Exercise prompt:
Where a line in the listing below contains the word "await", copy that line.

Entries provided:
------------------------------------------------------------

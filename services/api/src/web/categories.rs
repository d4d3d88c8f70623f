//! services/api/src/web/categories.rs

use axum::{extract::State, Json};
use chrono::{Duration, Utc};
use serde::Serialize;
use std::sync::Arc;
use utoipa::ToSchema;

use crate::error::{ApiError, ErrorBody};
use crate::web::books::{to_responses, BookResponse, CategoryResponse};
use crate::web::state::AppState;

/// Window used to rank books by recent bookmark activity.
const TRENDING_WINDOW_DAYS: i64 = 7;
const FEATURED_LIMIT: usize = 10;

#[derive(Serialize, ToSchema)]
pub struct FeaturedResponse {
    pub trending: Vec<BookResponse>,
    pub recommended: Vec<BookResponse>,
}

/// GET /categories - All categories sorted by name
#[utoipa::path(
    get,
    path = "/categories",
    responses(
        (status = 200, description = "All categories", body = [CategoryResponse]),
        (status = 500, description = "Internal server error", body = ErrorBody)
    )
)]
pub async fn list_categories_handler(
    State(state): State<Arc<AppState>>,
) -> Result<Json<Vec<CategoryResponse>>, ApiError> {
    let categories = state.db.list_categories().await?;
    Ok(Json(categories.into_iter().map(Into::into).collect()))
}

/// GET /categories/featured - Trending and recommended books
#[utoipa::path(
    get,
    path = "/categories/featured",
    responses(
        (status = 200, description = "Trending and recommended books", body = FeaturedResponse),
        (status = 500, description = "Internal server error", body = ErrorBody)
    )
)]
pub async fn featured_handler(
    State(state): State<Arc<AppState>>,
) -> Result<Json<FeaturedResponse>, ApiError> {
    let active_since = Utc::now() - Duration::days(TRENDING_WINDOW_DAYS);
    let featured = state.db.featured_books(active_since, FEATURED_LIMIT).await?;
    Ok(Json(FeaturedResponse {
        trending: to_responses(featured.trending),
        recommended: to_responses(featured.recommended),
    }))
}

------------------------------------------------------------

Answer to this task:
    let categories = state.db.list_categories().await?;
    let featured = state.db.featured_books(active_since, FEATURED_LIMIT).await?;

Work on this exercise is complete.